- [EXERCISE]
Only the lines that include "debug" should be copied from the data below.

- [MATERIAL PROVIDED]
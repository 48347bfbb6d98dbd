// src/config/loader.rs

use std::path::{Path, PathBuf};

use tracing::debug;

use crate::config::model::{ConfigFile, ConfigOverrides, RawConfigFile};
use crate::errors::{RebakeError, Result};
use crate::fs::FileSystem;

/// Load a configuration file and return the raw `RawConfigFile`.
///
/// This only performs TOML deserialization; it does **not** perform semantic
/// validation. Use [`load_and_validate`] for that.
pub fn load_from_path(fs: &dyn FileSystem, path: &Path) -> Result<RawConfigFile> {
    let contents = fs
        .read_to_string(path)
        .map_err(|e| RebakeError::Config(format!("cannot read {}: {e:#}", path.display())))?;

    let config: RawConfigFile = toml::from_str(&contents)?;

    Ok(config)
}

/// Load an explicitly requested config file, or the default one if it
/// exists, or fall back to built-in defaults.
///
/// An explicit path that cannot be read is an error; a missing default file
/// is not.
pub fn load_or_default(fs: &dyn FileSystem, path: Option<&Path>) -> Result<RawConfigFile> {
    match path {
        Some(path) => load_from_path(fs, path),
        None => {
            let path = default_config_path();
            if fs.exists(&path) {
                load_from_path(fs, &path)
            } else {
                debug!(path = %path.display(), "no config file; using defaults");
                Ok(RawConfigFile::default())
            }
        }
    }
}

/// Load configuration, apply command-line overrides, and validate.
///
/// This is the entry point for the rest of the application.
pub fn load_and_validate(
    fs: &dyn FileSystem,
    path: Option<&Path>,
    overrides: &ConfigOverrides,
) -> Result<ConfigFile> {
    let mut raw = load_or_default(fs, path)?;
    raw.apply_overrides(overrides);
    ConfigFile::try_from(raw)
}

/// `Rebake.toml` in the current working directory.
pub fn default_config_path() -> PathBuf {
    PathBuf::from("Rebake.toml")
}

- [ANSWER FOR THIS EXERCISE]
use tracing::debug;
                debug!(path = %path.display(), "no config file; using defaults");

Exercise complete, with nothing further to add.